It is important that causal contrasts should reflect the research context. Hence in this example one could be interested in
evaluating the effectiveness of the programme for the total population or in certain sub-populations. However, for some sub-
populations the intervention may not be suitable and thus assessing causal effects in such sub-populations would not be useful.
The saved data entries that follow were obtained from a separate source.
//! Profile component models

use std::collections::BTreeMap;

use chrono::{DateTime, Utc};
use serde::{Deserialize, Serialize};
use serde_json::{Map, Value};

use super::account::{BungieMembershipType, UserInfoCard};

/// `components=` values for the profile endpoint
#[derive(Debug, Clone, Copy, PartialEq, Eq)]
#[repr(i32)]
pub enum DestinyComponentType {
    Profiles = 100,
    ProfileInventories = 102,
    ProfileCurrencies = 103,
    Characters = 200,
    CharacterInventories = 201,
    CharacterEquipment = 205,
    CharacterLoadouts = 206,
    ItemInstances = 300,
    ItemPerks = 302,
    ItemStats = 304,
    ItemSockets = 305,
    ItemPlugStates = 308,
    Collectibles = 800,
}

impl DestinyComponentType {
    pub fn code(self) -> i32 {
        self as i32
    }

    /// Comma separated list for the query string.
    pub fn join(components: &[DestinyComponentType]) -> String {
        components
            .iter()
            .map(|c| c.code().to_string())
            .collect::<Vec<_>>()
            .join(",")
    }
}

#[derive(Debug, Clone, Serialize, Deserialize)]
pub struct SingleComponentResponse<T> {
    pub data: Option<T>,
    #[serde(default)]
    pub privacy: Option<i32>,
}

#[derive(Debug, Clone, Serialize, Deserialize)]
pub struct DictionaryComponentResponse<T> {
    pub data: Option<BTreeMap<String, T>>,
    #[serde(default)]
    pub privacy: Option<i32>,
}

#[derive(Debug, Clone, Serialize, Deserialize)]
#[serde(rename_all = "camelCase")]
pub struct DestinyProfileComponent {
    pub user_info: UserInfoCard,
    #[serde(default)]
    pub date_last_played: Option<DateTime<Utc>>,
    #[serde(default)]
    pub versions_owned: Option<i64>,
    #[serde(default)]
    pub character_ids: Vec<String>,
}

#[derive(Debug, Clone, Serialize, Deserialize)]
#[serde(rename_all = "camelCase")]
pub struct DestinyCharacterComponent {
    pub character_id: String,
    pub membership_id: String,
    pub membership_type: BungieMembershipType,
    #[serde(default)]
    pub date_last_played: Option<DateTime<Utc>>,
    #[serde(default)]
    pub light: i32,
    #[serde(default)]
    pub class_hash: u32,
    #[serde(default)]
    pub race_hash: u32,
    #[serde(default)]
    pub gender_hash: u32,
}

#[derive(Debug, Clone, Serialize, Deserialize)]
#[serde(rename_all = "camelCase")]
pub struct DestinyItemComponent {
    pub item_hash: u32,
    #[serde(default)]
    pub item_instance_id: Option<String>,
    #[serde(default)]
    pub quantity: i32,
    #[serde(default)]
    pub bucket_hash: u32,
    #[serde(default)]
    pub location: i32,
    #[serde(default)]
    pub state: i32,
}

#[derive(Debug, Clone, Default, Serialize, Deserialize)]
pub struct DestinyInventoryComponent {
    #[serde(default)]
    pub items: Vec<DestinyItemComponent>,
}

/// Response of `Destiny2/{type}/Profile/{id}/`
///
/// Only the components this client reads are typed; the rest are kept
/// as raw JSON.
#[derive(Debug, Clone, Default, Serialize, Deserialize)]
#[serde(rename_all = "camelCase")]
pub struct DestinyProfileResponse {
    #[serde(default, skip_serializing_if = "Option::is_none")]
    pub profile: Option<SingleComponentResponse<DestinyProfileComponent>>,
    #[serde(default, skip_serializing_if = "Option::is_none")]
    pub profile_inventory: Option<SingleComponentResponse<DestinyInventoryComponent>>,
    #[serde(default, skip_serializing_if = "Option::is_none")]
    pub characters: Option<DictionaryComponentResponse<DestinyCharacterComponent>>,
    #[serde(default, skip_serializing_if = "Option::is_none")]
    pub character_inventories: Option<DictionaryComponentResponse<DestinyInventoryComponent>>,
    #[serde(default, skip_serializing_if = "Option::is_none")]
    pub character_equipment: Option<DictionaryComponentResponse<DestinyInventoryComponent>>,
    #[serde(flatten)]
    pub other: Map<String, Value>,
}

impl DestinyProfileResponse {
    /// The platform returns `{}` for a platform with no Destiny account.
    pub fn is_empty(&self) -> bool {
        self.profile.is_none()
            && self.profile_inventory.is_none()
            && self.characters.is_none()
            && self.character_inventories.is_none()
            && self.character_equipment.is_none()
            && self.other.is_empty()
    }

    /// When the profile component reports it was last played.
    pub fn date_last_played(&self) -> Option<DateTime<Utc>> {
        self.profile
            .as_ref()
            .and_then(|p| p.data.as_ref())
            .and_then(|d| d.date_last_played)
    }

    /// Every item in every character's inventory, character by character.
    pub fn character_inventory_items(&self) -> Option<Vec<DestinyItemComponent>> {
        let characters = self.characters.as_ref()?.data.as_ref()?;
        let inventories = self
            .character_inventories
            .as_ref()
            .and_then(|c| c.data.as_ref());

        let items = characters
            .keys()
            .flat_map(|id| {
                inventories
                    .and_then(|inv| inv.get(id))
                    .map(|inv| inv.items.clone())
                    .unwrap_or_default()
            })
            .collect();
        Some(items)
    }
}
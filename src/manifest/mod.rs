//! Manifest definitions
//!
//! The manifest is the platform's hash-keyed reference data. Tables are
//! downloaded once per session, trimmed, and held as typed lookups.

pub mod definitions;
pub mod records;
pub mod service;
pub mod trim;

pub use definitions::{
    DefinitionTable, HashLookupFailure, ManifestDefinitions, Requestor, TableName,
};
pub use records::{Definition, GenericDefinition, InventoryItemDefinition};
pub use service::{ManifestError, ManifestService};
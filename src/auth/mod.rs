//! Authentication module for the Bungie.net platform
//!
//! Keeps the OAuth token pair on disk, trades codes and refresh tokens
//! through the token exchange service, and builds the browser login URL.

pub mod error;
pub mod exchange;
pub mod oauth;
pub mod store;
pub mod tokens;

use anyhow::Result;
use oauth2::{basic::BasicClient, AuthUrl, ClientId, CsrfToken, TokenUrl};
use url::Url;

pub use error::TokenError;
pub use exchange::{HttpTokenExchange, TokenExchange};
pub use oauth::{Grant, TokenAcquirer};
pub use store::FileTokenStore;
pub use tokens::{has_token_expired, MemoryTokenStore, Token, TokenSet, TokenStore};

/// OAuth endpoints of the platform
pub struct AuthConfig {
    /// Public OAuth client ID
    pub client_id: String,
    /// Browser authorization page
    pub authorize_url: &'static str,
    /// Provider token endpoint (only the exchange service talks to it)
    pub token_url: &'static str,
}

impl AuthConfig {
    pub fn new(client_id: impl Into<String>) -> Self {
        Self {
            client_id: client_id.into(),
            authorize_url: "https://www.bungie.net/en/OAuth/Authorize",
            token_url: "https://www.bungie.net/platform/app/oauth/token/",
        }
    }
}

/// Build the URL a user opens to grant access, plus the CSRF state to
/// compare on return.
pub fn authorize_url(auth_config: &AuthConfig) -> Result<(Url, CsrfToken)> {
    let client = BasicClient::new(
        ClientId::new(auth_config.client_id.clone()),
        None,
        AuthUrl::new(auth_config.authorize_url.to_string())?,
        Some(TokenUrl::new(auth_config.token_url.to_string())?),
    );
    Ok(client.authorize_url(CsrfToken::new_random).url())
}

#[cfg(test)]
mod tests {
    use super::*;

    #[test]
    fn test_authorize_url_carries_client_and_code_flow() {
        let (url, state) = authorize_url(&AuthConfig::new("12345")).unwrap();
        assert_eq!(url.host_str(), Some("www.bungie.net"));
        assert_eq!(url.path(), "/en/OAuth/Authorize");

        let pairs: Vec<(String, String)> = url.query_pairs().into_owned().collect();
        assert!(pairs.contains(&("client_id".to_string(), "12345".to_string())));
        assert!(pairs.contains(&("response_type".to_string(), "code".to_string())));
        assert!(pairs.contains(&("state".to_string(), state.secret().clone())));
    }
}
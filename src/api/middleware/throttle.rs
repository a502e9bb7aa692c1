use std::sync::atomic::{AtomicU32, Ordering};
use std::time::Duration;

use async_trait::async_trait;
use serde_json::Value;

use crate::api::error::ApiError;
use crate::api::pipeline::{ApiRequest, Middleware, Next};

const BASE_WAIT: Duration = Duration::from_millis(500);
const MAX_WAIT: Duration = Duration::from_secs(5 * 60);

/// Backs off after the platform reports throttling.
///
/// Every throttle error bumps a counter; while it is non-zero each request
/// first waits `500ms * 2^count` (capped at five minutes). A success halves
/// the counter.
#[derive(Debug, Default)]
pub struct ThrottleStage {
    times_throttled: AtomicU32,
}

impl ThrottleStage {
    pub fn new() -> Self {
        Self::default()
    }

    pub fn times_throttled(&self) -> u32 {
        self.times_throttled.load(Ordering::SeqCst)
    }

    pub fn wait_time(times_throttled: u32) -> Duration {
        let factor = 1u32.checked_shl(times_throttled).unwrap_or(u32::MAX);
        BASE_WAIT.saturating_mul(factor).min(MAX_WAIT)
    }
}

#[async_trait]
impl Middleware for ThrottleStage {
    async fn handle(&self, request: ApiRequest, next: Next<'_>) -> Result<Value, ApiError> {
        let times = self.times_throttled();
        if times > 0 {
            let wait = Self::wait_time(times);
            tracing::info!(
                times_throttled = times,
                wait_ms = wait.as_millis() as u64,
                url = %request.url,
                "Throttled, waiting before calling"
            );
            tokio::time::sleep(wait).await;
        }

        let result = next.run(request).await;
        match &result {
            Ok(_) => {
                if times > 0 {
                    let _ = self.times_throttled.fetch_update(
                        Ordering::SeqCst,
                        Ordering::SeqCst,
                        |n| Some(n / 2),
                    );
                }
            }
            Err(e) => {
                if e.platform_code().map_or(false, |code| code.is_throttle()) {
                    self.times_throttled.fetch_add(1, Ordering::SeqCst);
                }
            }
        }
        result
    }
}
use super::tokens::StoreError;

/// Failures while obtaining a usable bearer token.
#[derive(Debug, thiserror::Error)]
pub enum TokenError {
    /// Caller passed both an authorization code and a refresh token.
    #[error("code and refresh token are mutually exclusive")]
    ConflictingGrant,

    #[error("no code or refresh token supplied")]
    MissingGrant,

    #[error("no refresh token found in storage")]
    NoRefreshToken,

    #[error("refresh token has expired")]
    RefreshTokenExpired,

    /// The exchange endpoint answered with an `error` body.
    #[error("token exchange rejected: {error}")]
    Rejected {
        error: String,
        detail: Option<serde_json::Value>,
    },

    #[error("token exchange response is missing an access token: {0}")]
    MalformedResponse(String),

    #[error("token exchange request failed: {0}")]
    Network(String),

    #[error(transparent)]
    Storage(#[from] StoreError),
}

impl TokenError {
    /// Fatal errors mean the stored credentials cannot produce a token and
    /// the user has to authenticate again. Transport and storage trouble is
    /// not fatal.
    pub fn is_fatal(&self) -> bool {
        matches!(
            self,
            TokenError::NoRefreshToken
                | TokenError::RefreshTokenExpired
                | TokenError::Rejected { .. }
        )
    }
}
use std::sync::Arc;
use std::time::Duration;

use async_trait::async_trait;
use governor::clock::DefaultClock;
use governor::state::direct::NotKeyed;
use governor::state::InMemoryState;
use governor::{Quota, RateLimiter};
use serde_json::Value;

use crate::api::error::ApiError;
use crate::api::pipeline::{ApiRequest, Middleware, Next};

type DirectRateLimiter = RateLimiter<NotKeyed, InMemoryState, DefaultClock>;

/// Item actions share a one-request-per-100ms budget.
pub const ITEM_ACTIONS_PATH: &str = "/Platform/Destiny2/Actions/Items/";
pub const ITEM_ACTIONS_PERIOD: Duration = Duration::from_millis(100);

struct Rule {
    fragment: String,
    limiter: Arc<DirectRateLimiter>,
}

/// Spaces out calls whose URL contains a configured fragment.
///
/// The first matching rule wins; unmatched requests pass straight through.
#[derive(Default)]
pub struct RateLimitStage {
    rules: Vec<Rule>,
}

impl RateLimitStage {
    pub fn new() -> Self {
        Self::default()
    }

    /// Limits the platform applies per application.
    pub fn platform_defaults() -> Self {
        Self::new().rule(ITEM_ACTIONS_PATH, ITEM_ACTIONS_PERIOD)
    }

    /// Allow one request per `period` for URLs containing `fragment`.
    /// A zero period means no limit.
    pub fn rule(mut self, fragment: &str, period: Duration) -> Self {
        match Quota::with_period(period) {
            Some(quota) => self.rules.push(Rule {
                fragment: fragment.to_string(),
                limiter: Arc::new(RateLimiter::direct(quota)),
            }),
            None => tracing::debug!(fragment, "Ignoring rate limit with zero period"),
        }
        self
    }

    fn limiter_for(&self, url: &str) -> Option<&DirectRateLimiter> {
        self.rules
            .iter()
            .find(|rule| url.contains(&rule.fragment))
            .map(|rule| rule.limiter.as_ref())
    }
}

#[async_trait]
impl Middleware for RateLimitStage {
    async fn handle(&self, request: ApiRequest, next: Next<'_>) -> Result<Value, ApiError> {
        if let Some(limiter) = self.limiter_for(&request.url) {
            if limiter.check().is_err() {
                tracing::debug!(url = %request.url, "Rate limited, waiting for budget");
                limiter.until_ready().await;
            }
        }
        next.run(request).await
    }
}
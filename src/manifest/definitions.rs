//! Definition tables and the manifest aggregate

use std::collections::HashMap;
use std::fmt;
use std::str::FromStr;

use serde::de::DeserializeOwned;
use serde::Serialize;
use serde_json::Value;

use super::records::{
    ActivityDefinition, ClassDefinition, CollectibleDefinition, DamageTypeDefinition, Definition,
    FactionDefinition, GenericDefinition, InventoryBucketDefinition, InventoryItemDefinition,
    ObjectiveDefinition, PlugSetDefinition, PresentationNodeDefinition, RaceDefinition,
    RecordDefinition, SocketCategoryDefinition, SocketTypeDefinition, StatDefinition,
    VendorDefinition,
};
use super::trim::trim_inventory_items;

macro_rules! table_names {
    ($($name:ident),* $(,)?) => {
        /// A manifest table this client knows how to load.
        #[derive(Debug, Clone, Copy, PartialEq, Eq, Hash, PartialOrd, Ord)]
        pub enum TableName {
            $($name),*
        }

        impl TableName {
            pub const ALL: &'static [TableName] = &[$(TableName::$name),*];

            pub fn as_str(self) -> &'static str {
                match self {
                    $(TableName::$name => stringify!($name)),*
                }
            }
        }
    };
}

table_names!(
    InventoryItem,
    Objective,
    SandboxPerk,
    Stat,
    StatGroup,
    DamageType,
    Progression,
    ItemCategory,
    Activity,
    ActivityModifier,
    Vendor,
    SocketCategory,
    SocketType,
    MaterialRequirementSet,
    Season,
    SeasonPass,
    Milestone,
    Destination,
    Place,
    VendorGroup,
    PlugSet,
    Collectible,
    PresentationNode,
    Record,
    Metric,
    Trait,
    PowerCap,
    BreakerType,
    EventCard,
    LoadoutName,
    LoadoutIcon,
    LoadoutColor,
    InventoryBucket,
    Class,
    Gender,
    Race,
    Faction,
    ItemTierType,
    ActivityMode,
    LoadoutConstants,
);

impl TableName {
    /// Tables loaded when the caller does not pick any.
    pub fn defaults() -> Vec<TableName> {
        Self::ALL
            .iter()
            .copied()
            .filter(|t| !matches!(t, TableName::Trait | TableName::Class))
            .collect()
    }

    /// Key of this table in the manifest index, e.g. `DestinyStatDefinition`.
    pub fn component_key(self) -> String {
        format!("Destiny{}Definition", self.as_str())
    }
}

impl fmt::Display for TableName {
    fn fmt(&self, f: &mut fmt::Formatter<'_>) -> fmt::Result {
        f.write_str(self.as_str())
    }
}

#[derive(Debug, Clone, PartialEq, Eq, thiserror::Error)]
#[error("unknown manifest table '{0}'")]
pub struct UnknownTable(pub String);

impl FromStr for TableName {
    type Err = UnknownTable;

    fn from_str(s: &str) -> Result<Self, Self::Err> {
        let short = s
            .strip_prefix("Destiny")
            .and_then(|rest| rest.strip_suffix("Definition"))
            .unwrap_or(s);
        Self::ALL
            .iter()
            .copied()
            .find(|t| t.as_str().eq_ignore_ascii_case(short))
            .ok_or_else(|| UnknownTable(s.to_string()))
    }
}

/// Who asked for a hash that turned out to be missing.
#[derive(Debug, Clone, PartialEq, Eq)]
pub enum Requestor {
    Hash(u32),
    Label(String),
}

impl fmt::Display for Requestor {
    fn fmt(&self, f: &mut fmt::Formatter<'_>) -> fmt::Result {
        match self {
            Requestor::Hash(hash) => write!(f, "{}", hash),
            Requestor::Label(label) => f.write_str(label),
        }
    }
}

impl From<u32> for Requestor {
    fn from(hash: u32) -> Self {
        Requestor::Hash(hash)
    }
}

impl From<&str> for Requestor {
    fn from(label: &str) -> Self {
        Requestor::Label(label.to_string())
    }
}

impl From<String> for Requestor {
    fn from(label: String) -> Self {
        Requestor::Label(label)
    }
}

#[derive(Debug, Clone, PartialEq, Eq, thiserror::Error)]
#[error("hashLookupFailure: {table}[{id}]")]
pub struct HashLookupFailure {
    pub table: TableName,
    pub id: u32,
    pub requestor: Option<Requestor>,
}

/// Hash to record mapping for one table.
#[derive(Debug, Clone)]
pub struct DefinitionTable<T> {
    name: TableName,
    entries: HashMap<u32, T>,
}

impl<T> DefinitionTable<T> {
    pub fn new(name: TableName, entries: HashMap<u32, T>) -> Self {
        Self { name, entries }
    }

    pub fn name(&self) -> TableName {
        self.name
    }

    pub fn get(&self, hash: u32) -> Result<&T, HashLookupFailure> {
        self.entries.get(&hash).ok_or(HashLookupFailure {
            table: self.name,
            id: hash,
            requestor: None,
        })
    }

    /// Like [`get`](Self::get), but a miss records and logs who asked.
    pub fn get_for(&self, hash: u32, requestor: impl Into<Requestor>) -> Result<&T, HashLookupFailure> {
        self.entries.get(&hash).ok_or_else(|| {
            let requestor = requestor.into();
            tracing::warn!(
                table = %self.name,
                id = hash,
                requestor = %requestor,
                "Definition lookup failed"
            );
            HashLookupFailure {
                table: self.name,
                id: hash,
                requestor: Some(requestor),
            }
        })
    }

    pub fn get_all(&self) -> &HashMap<u32, T> {
        &self.entries
    }

    pub fn len(&self) -> usize {
        self.entries.len()
    }

    pub fn is_empty(&self) -> bool {
        self.entries.is_empty()
    }
}

impl<T: DeserializeOwned> DefinitionTable<T> {
    /// Decode a downloaded table blob (`{"<hash>": record, ...}`).
    pub fn from_blob(name: TableName, blob: Value) -> Result<Self, serde_json::Error> {
        Ok(Self::new(name, serde_json::from_value(blob)?))
    }
}

fn render<T: Serialize>(table: &DefinitionTable<T>, hash: u32) -> Result<Value, HashLookupFailure> {
    let record = table.get(hash)?;
    Ok(serde_json::to_value(record).unwrap_or(Value::Null))
}

fn name_of<T: Definition>(table: &DefinitionTable<T>, hash: u32) -> Option<String> {
    table.get(hash).ok().map(|d| d.name().to_string())
}

macro_rules! typed_tables {
    ($($variant:ident => $field:ident: $record:ty),* $(,)?) => {
        /// All loaded tables, built once per session.
        ///
        /// Tables with a dedicated record type get their own slot; every
        /// other table holds [`GenericDefinition`]s.
        #[derive(Debug, Default)]
        pub struct ManifestDefinitions {
            $($field: Option<DefinitionTable<$record>>,)*
            other: HashMap<TableName, DefinitionTable<GenericDefinition>>,
        }

        impl ManifestDefinitions {
            $(
                pub fn $field(&self) -> Option<&DefinitionTable<$record>> {
                    self.$field.as_ref()
                }
            )*

            fn store_blob(&mut self, name: TableName, blob: Value) -> Result<(), serde_json::Error> {
                match name {
                    $(TableName::$variant => self.$field = Some(DefinitionTable::from_blob(name, blob)?),)*
                    other => {
                        self.other.insert(other, DefinitionTable::from_blob(name, blob)?);
                    }
                }
                Ok(())
            }

            pub fn contains(&self, name: TableName) -> bool {
                match name {
                    $(TableName::$variant => self.$field.is_some(),)*
                    other => self.other.contains_key(&other),
                }
            }

            /// Look up any record as JSON. `None` means the table is not loaded.
            pub fn lookup_json(
                &self,
                name: TableName,
                hash: u32,
            ) -> Option<Result<Value, HashLookupFailure>> {
                match name {
                    $(TableName::$variant => self.$field.as_ref().map(|t| render(t, hash)),)*
                    other => self.other.get(&other).map(|t| render(t, hash)),
                }
            }

            /// Display name of a record, if the table is loaded and has it.
            pub fn display_name(&self, name: TableName, hash: u32) -> Option<String> {
                match name {
                    $(TableName::$variant => self.$field.as_ref().and_then(|t| name_of(t, hash)),)*
                    other => self.other.get(&other).and_then(|t| name_of(t, hash)),
                }
            }
        }
    };
}

typed_tables!(
    InventoryItem => inventory_item: InventoryItemDefinition,
    Stat => stat: StatDefinition,
    InventoryBucket => inventory_bucket: InventoryBucketDefinition,
    DamageType => damage_type: DamageTypeDefinition,
    Activity => activity: ActivityDefinition,
    Vendor => vendor: VendorDefinition,
    SocketType => socket_type: SocketTypeDefinition,
    SocketCategory => socket_category: SocketCategoryDefinition,
    PlugSet => plug_set: PlugSetDefinition,
    Objective => objective: ObjectiveDefinition,
    Collectible => collectible: CollectibleDefinition,
    PresentationNode => presentation_node: PresentationNodeDefinition,
    Record => record: RecordDefinition,
    Class => class: ClassDefinition,
    Race => race: RaceDefinition,
    Faction => faction: FactionDefinition,
);

impl ManifestDefinitions {
    /// Decode, trim where applicable, and store a table blob.
    pub fn insert_blob(&mut self, name: TableName, blob: Value) -> Result<(), serde_json::Error> {
        if name == TableName::InventoryItem {
            let mut table = DefinitionTable::<InventoryItemDefinition>::from_blob(name, blob)?;
            trim_inventory_items(table.entries.values_mut());
            self.inventory_item = Some(table);
            return Ok(());
        }
        self.store_blob(name, blob)
    }

    /// A table without a dedicated record type.
    pub fn table(&self, name: TableName) -> Option<&DefinitionTable<GenericDefinition>> {
        self.other.get(&name)
    }
}
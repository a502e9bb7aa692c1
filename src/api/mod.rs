//! Platform API access
//!
//! Transport, authenticated fetch, the request pipeline, error
//! classification and the typed queries built on top of them.

pub mod base;
pub mod classify;
pub mod client;
pub mod codes;
pub mod destiny;
pub mod error;
pub mod fetch;
pub mod middleware;
pub mod pipeline;
pub mod transport;

pub use classify::{classify, Connectivity, ErrorCategory, NetworkStatus};
pub use client::{ApiClient, ServerResponse, DEFAULT_API_BASE};
pub use codes::PlatformErrorCode;
pub use error::{ApiError, PlatformError, ServiceError};
pub use fetch::AuthenticatedFetcher;
pub use pipeline::{ApiRequest, Pipeline};
pub use transport::{Fetcher, HttpRequest, RawResponse, ReqwestFetcher};
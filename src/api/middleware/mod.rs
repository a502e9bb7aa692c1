//! Pipeline stages wrapped around the platform transport
//!
//! Standard order, outermost first: trace, adaptive throttle, timeout,
//! per-endpoint rate limit. None of them alter a result; they only add
//! delay or telemetry.

mod rate_limit;
mod throttle;
mod timeout;
mod trace;

pub use rate_limit::RateLimitStage;
pub use throttle::ThrottleStage;
pub use timeout::{SlowResponseNotifier, TimeoutStage, DEFAULT_TIMEOUT};
pub use trace::TraceStage;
Consider the following question: “Does a breastfeeding intervention, such as the one implemented in the PROBIT trial,
increase babies weight at three months?” Despite its simplicity, empirical evaluation of this question involves its translation
into meaningful quantities to be estimated. This requires several intermediate steps:
1. Define the treatment and its relevant levels/values corresponding to the scientific question of the study.
2. Define the outcome that corresponds to the scientific questions under study.
3. Define the population(s) of interest.
4. Formalise the potential outcomes, one for each level of the treatment that the study population could have possibly
experienced.
5. Specify the target causal effect in terms of a parameter, i.e. the estimand, as a (summary) contrast between the potential
outcome distributions.
6. State the assumptions validating the causal effect estimation from the available data.
7. Estimate the target causal effect.
8. Evaluate the validity of the assumptions and perform sensitivity analyses as needed.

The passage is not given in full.